Segment Open

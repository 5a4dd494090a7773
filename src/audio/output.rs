//! Audio output seam
//!
//! The engine drives sources through [`AudioOutput`]. [`HeadlessOutput`] is
//! a clock-driven implementation: it decodes nothing, keeps a position clock
//! per source and reports end-of-track when the clock runs out. Once a
//! [`RenderStage`] is attached it pulls a block from every playing source
//! through the stage on a fixed tick.

use std::collections::HashMap;
use std::sync::Arc;
use std::sync::atomic::{AtomicU64, Ordering};
use std::time::Duration;

use async_trait::async_trait;
use parking_lot::Mutex;
use tokio::sync::broadcast;
use tokio::task::JoinHandle;
use tokio::time::{Instant, MissedTickBehavior};

use crate::error::{Error, Result};
use crate::model::PlaybackTiming;

/// Handle to one loaded stream
#[derive(Clone, Copy, Debug, PartialEq, Eq, Hash)]
pub struct SourceId(pub u64);

#[derive(Clone, Debug, PartialEq, Eq)]
pub enum OutputEvent {
    EndOfTrack(SourceId),
}

/// Length of one rendered block
pub const RENDER_INTERVAL: Duration = Duration::from_millis(20);

const TONE_AMPLITUDE: f32 = 0.25;

/// Processing graph the output pulls samples through
pub trait RenderStage: Send + Sync {
    fn channels(&self) -> usize;

    /// Mix interleaved per-source blocks into `out`.
    fn render(&self, inputs: &[(SourceId, &[f32])], out: &mut [f32]);

    /// Level the stage applies to `source` right now
    fn gain(&self, source: SourceId) -> f32;
}

#[async_trait]
pub trait AudioOutput: Send + Sync {
    /// Open a stream. The source starts paused at position zero.
    async fn load(&self, url: &str, duration: Option<Duration>) -> Result<SourceId>;

    fn play(&self, source: SourceId);

    fn pause(&self, source: SourceId);

    fn seek(&self, source: SourceId, position: Duration);

    /// Disconnect and release a source. Unknown ids are ignored.
    fn stop(&self, source: SourceId);

    fn position(&self, source: SourceId) -> Duration;

    /// Length reported by the stream, if any
    fn duration(&self, source: SourceId) -> Option<Duration>;

    /// Master volume in 0.0..=1.0
    fn set_volume(&self, volume: f32);

    /// Sample rate of the processing graph, or `None` when the environment
    /// has no graph to host enhancements.
    fn sample_rate(&self) -> Option<u32>;

    fn subscribe(&self) -> broadcast::Receiver<OutputEvent>;

    /// Route every playing source through `stage`, replacing any earlier one.
    fn attach(&self, stage: Arc<dyn RenderStage>);
}

struct HeadlessSource {
    url: String,
    timing: PlaybackTiming,
    /// Per-source level last reported by the render stage
    gain: f32,
    end_task: Option<JoinHandle<()>>,
}

impl HeadlessSource {
    fn cancel_end(&mut self) {
        if let Some(handle) = self.end_task.take() {
            handle.abort();
        }
    }
}

/// Output without a device
#[derive(Clone)]
pub struct HeadlessOutput {
    sources: Arc<Mutex<HashMap<SourceId, HeadlessSource>>>,
    next_id: Arc<AtomicU64>,
    volume: Arc<Mutex<f32>>,
    peak: Arc<Mutex<f32>>,
    sample_rate: Option<u32>,
    events: broadcast::Sender<OutputEvent>,
    renderer: Arc<Mutex<Option<JoinHandle<()>>>>,
}

impl HeadlessOutput {
    pub fn new(sample_rate: Option<u32>) -> Self {
        let (events, _) = broadcast::channel(64);
        Self {
            sources: Arc::new(Mutex::new(HashMap::new())),
            next_id: Arc::new(AtomicU64::new(1)),
            volume: Arc::new(Mutex::new(1.0)),
            peak: Arc::new(Mutex::new(0.0)),
            sample_rate,
            events,
            renderer: Arc::new(Mutex::new(None)),
        }
    }

    pub fn volume(&self) -> f32 {
        *self.volume.lock()
    }

    pub fn is_loaded(&self, source: SourceId) -> bool {
        self.sources.lock().contains_key(&source)
    }

    pub fn is_playing(&self, source: SourceId) -> bool {
        self.sources
            .lock()
            .get(&source)
            .is_some_and(|s| s.timing.is_playing)
    }

    pub fn url(&self, source: SourceId) -> Option<String> {
        self.sources.lock().get(&source).map(|s| s.url.clone())
    }

    pub fn loaded_count(&self) -> usize {
        self.sources.lock().len()
    }

    /// Level of a source after the render stage's crossfade gain
    pub fn gain(&self, source: SourceId) -> Option<f32> {
        self.sources.lock().get(&source).map(|s| s.gain)
    }

    /// Peak of the last rendered block after master volume
    pub fn peak(&self) -> f32 {
        *self.peak.lock()
    }

    /// Pull one block from every playing source through `stage`.
    fn render_block(&self, stage: &dyn RenderStage, rate: u32, frames: usize) {
        let channels = stage.channels().max(1);
        let blocks: Vec<(SourceId, Vec<f32>)> = self
            .sources
            .lock()
            .iter()
            .filter(|(_, s)| s.timing.is_playing)
            .map(|(id, s)| (*id, synth_block(*id, s.timing.current_position(), rate, frames, channels)))
            .collect();

        // The stage locks itself; the source table must not be held here.
        let inputs: Vec<(SourceId, &[f32])> = blocks.iter().map(|(id, b)| (*id, b.as_slice())).collect();
        let mut out = vec![0.0; frames * channels];
        stage.render(&inputs, &mut out);
        let gains: Vec<(SourceId, f32)> = blocks.iter().map(|(id, _)| (*id, stage.gain(*id))).collect();

        {
            let mut sources = self.sources.lock();
            for (id, gain) in gains {
                if let Some(entry) = sources.get_mut(&id) {
                    entry.gain = gain;
                }
            }
        }
        let peak = out.iter().fold(0.0f32, |m, s| m.max(s.abs()));
        *self.peak.lock() = peak * self.volume();
    }

    fn schedule_end(&self, source: SourceId, entry: &mut HeadlessSource) {
        entry.cancel_end();
        let Some(remaining) = entry.timing.remaining() else {
            return;
        };
        let deadline = Instant::now() + remaining;
        let events = self.events.clone();
        let sources = self.sources.clone();
        entry.end_task = Some(tokio::spawn(async move {
            tokio::time::sleep_until(deadline).await;
            if let Some(entry) = sources.lock().get_mut(&source) {
                entry.timing.pause();
                entry.end_task = None;
            }
            tracing::debug!(?source, "Source reached end of stream");
            let _ = events.send(OutputEvent::EndOfTrack(source));
        }));
    }
}

#[async_trait]
impl AudioOutput for HeadlessOutput {
    async fn load(&self, url: &str, duration: Option<Duration>) -> Result<SourceId> {
        if url.trim().is_empty() {
            return Err(Error::Output("empty stream URL".to_string()));
        }
        let id = SourceId(self.next_id.fetch_add(1, Ordering::Relaxed));
        tracing::debug!(?id, url, ?duration, "Loading source");
        self.sources.lock().insert(
            id,
            HeadlessSource {
                url: url.to_string(),
                timing: PlaybackTiming::new(duration),
                gain: 1.0,
                end_task: None,
            },
        );
        Ok(id)
    }

    fn play(&self, source: SourceId) {
        let mut sources = self.sources.lock();
        if let Some(entry) = sources.get_mut(&source) {
            entry.timing.resume();
            self.schedule_end(source, entry);
        }
    }

    fn pause(&self, source: SourceId) {
        if let Some(entry) = self.sources.lock().get_mut(&source) {
            entry.timing.pause();
            entry.cancel_end();
        }
    }

    fn seek(&self, source: SourceId, position: Duration) {
        let mut sources = self.sources.lock();
        if let Some(entry) = sources.get_mut(&source) {
            let playing = entry.timing.is_playing;
            entry.timing.update_position(position.as_millis() as u64, playing);
            if playing {
                self.schedule_end(source, entry);
            }
        }
    }

    fn stop(&self, source: SourceId) {
        if let Some(mut entry) = self.sources.lock().remove(&source) {
            tracing::debug!(?source, "Source disconnected");
            entry.cancel_end();
        }
    }

    fn position(&self, source: SourceId) -> Duration {
        self.sources
            .lock()
            .get(&source)
            .map(|s| s.timing.current_position())
            .unwrap_or_default()
    }

    fn duration(&self, source: SourceId) -> Option<Duration> {
        self.sources
            .lock()
            .get(&source)
            .and_then(|s| (s.timing.duration_ms > 0).then(|| Duration::from_millis(s.timing.duration_ms)))
    }

    fn set_volume(&self, volume: f32) {
        *self.volume.lock() = volume.clamp(0.0, 1.0);
    }

    fn sample_rate(&self) -> Option<u32> {
        self.sample_rate
    }

    fn subscribe(&self) -> broadcast::Receiver<OutputEvent> {
        self.events.subscribe()
    }

    fn attach(&self, stage: Arc<dyn RenderStage>) {
        let Some(rate) = self.sample_rate.filter(|rate| *rate > 0) else {
            tracing::debug!("No sample rate, render stage not attached");
            return;
        };
        let frames = (u128::from(rate) * RENDER_INTERVAL.as_millis() / 1000) as usize;

        let output = self.clone();
        let handle = tokio::spawn(async move {
            let mut ticker = tokio::time::interval(RENDER_INTERVAL);
            ticker.set_missed_tick_behavior(MissedTickBehavior::Skip);
            loop {
                ticker.tick().await;
                output.render_block(stage.as_ref(), rate, frames);
            }
        });
        if let Some(previous) = self.renderer.lock().replace(handle) {
            previous.abort();
        }
        tracing::debug!(rate, frames, "Render stage attached");
    }
}

/// Stand-in signal for a source: a sine tone keyed to its id, phased by the
/// source clock so consecutive blocks join up.
fn synth_block(source: SourceId, position: Duration, rate: u32, frames: usize, channels: usize) -> Vec<f32> {
    let frequency = 110.0 * (1 + source.0 % 8) as f64;
    let start = position.as_secs_f64();
    let mut block = Vec::with_capacity(frames * channels);
    for i in 0..frames {
        let t = start + i as f64 / f64::from(rate);
        let sample = TONE_AMPLITUDE * (std::f64::consts::TAU * frequency * t).sin() as f32;
        block.extend(std::iter::repeat_n(sample, channels));
    }
    block
}

#[cfg(test)]
mod tests {
    use super::*;

    struct Recorder {
        gain: f32,
        blocks: Mutex<Vec<(SourceId, Vec<f32>)>>,
    }

    impl RenderStage for Recorder {
        fn channels(&self) -> usize {
            2
        }

        fn render(&self, inputs: &[(SourceId, &[f32])], out: &mut [f32]) {
            let mut blocks = self.blocks.lock();
            for (source, block) in inputs {
                blocks.push((*source, block.to_vec()));
            }
            out.fill(0.5);
        }

        fn gain(&self, _source: SourceId) -> f32 {
            self.gain
        }
    }

    #[tokio::test(start_paused = true)]
    async fn attached_stage_renders_playing_sources() {
        let output = HeadlessOutput::new(Some(44_100));
        let stage = Arc::new(Recorder {
            gain: 0.3,
            blocks: Mutex::new(Vec::new()),
        });
        output.attach(stage.clone());
        let playing = output.load("https://cdn/a.mp3", None).await.unwrap();
        let paused = output.load("https://cdn/b.mp3", None).await.unwrap();
        output.play(playing);
        output.set_volume(0.5);

        tokio::time::advance(RENDER_INTERVAL).await;
        for _ in 0..5 {
            tokio::task::yield_now().await;
        }

        let blocks = stage.blocks.lock().clone();
        assert!(!blocks.is_empty());
        assert!(blocks.iter().all(|(source, block)| *source == playing && block.len() == 882 * 2));
        assert!(blocks.iter().any(|(_, block)| block.iter().any(|s| s.abs() > 0.0)));
        assert_eq!(output.gain(playing), Some(0.3));
        assert_eq!(output.gain(paused), Some(1.0));
        assert!((output.peak() - 0.25).abs() < 1e-6);
    }

    #[tokio::test(start_paused = true)]
    async fn end_is_due_from_play_not_from_first_poll() {
        let output = HeadlessOutput::new(None);
        let mut events = output.subscribe();
        let id = output.load("https://cdn/a.mp3", Some(Duration::from_secs(5))).await.unwrap();
        output.play(id);

        tokio::time::advance(Duration::from_secs(5)).await;
        for _ in 0..5 {
            tokio::task::yield_now().await;
        }
        assert_eq!(events.try_recv().unwrap(), OutputEvent::EndOfTrack(id));
    }

    #[tokio::test(start_paused = true)]
    async fn reports_end_of_track_after_duration() {
        let output = HeadlessOutput::new(Some(44_100));
        let mut events = output.subscribe();
        let id = output.load("https://cdn/a.mp3", Some(Duration::from_secs(5))).await.unwrap();
        output.play(id);

        tokio::time::advance(Duration::from_secs(4)).await;
        assert!(events.try_recv().is_err());

        tokio::time::advance(Duration::from_secs(1)).await;
        assert_eq!(events.recv().await.unwrap(), OutputEvent::EndOfTrack(id));
        assert!(!output.is_playing(id));
    }

    #[tokio::test(start_paused = true)]
    async fn pause_holds_position_and_end() {
        let output = HeadlessOutput::new(Some(44_100));
        let mut events = output.subscribe();
        let id = output.load("https://cdn/a.mp3", Some(Duration::from_secs(5))).await.unwrap();
        output.play(id);
        tokio::time::advance(Duration::from_secs(2)).await;
        output.pause(id);

        tokio::time::advance(Duration::from_secs(10)).await;
        tokio::task::yield_now().await;
        assert_eq!(output.position(id), Duration::from_secs(2));
        assert!(events.try_recv().is_err());
    }

    #[tokio::test(start_paused = true)]
    async fn seek_moves_the_clock() {
        let output = HeadlessOutput::new(None);
        let id = output.load("https://cdn/a.mp3", Some(Duration::from_secs(60))).await.unwrap();
        output.seek(id, Duration::from_secs(30));
        assert_eq!(output.position(id), Duration::from_secs(30));
        assert_eq!(output.duration(id), Some(Duration::from_secs(60)));
    }

    #[tokio::test]
    async fn stop_releases_source() {
        let output = HeadlessOutput::new(None);
        let id = output.load("https://cdn/a.mp3", None).await.unwrap();
        output.stop(id);
        assert!(!output.is_loaded(id));
        output.stop(id);
    }

    #[tokio::test]
    async fn empty_url_is_rejected() {
        let output = HeadlessOutput::new(None);
        assert!(matches!(output.load(" ", None).await, Err(Error::Output(_))));
    }
}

Segment Closed

_PROBLEM TO WORK ON_. Among the records above, repeat exactly the line with "let events = self.events.clone();", the line with "entry.end_task = None;", and every line in between, and only those.

_ANSWER TO THE EXERCISE_.
        let events = self.events.clone();
        let sources = self.sources.clone();
        entry.end_task = Some(tokio::spawn(async move {
            tokio::time::sleep_until(deadline).await;
            if let Some(entry) = sources.lock().get_mut(&source) {
                entry.timing.pause();
                entry.end_task = None;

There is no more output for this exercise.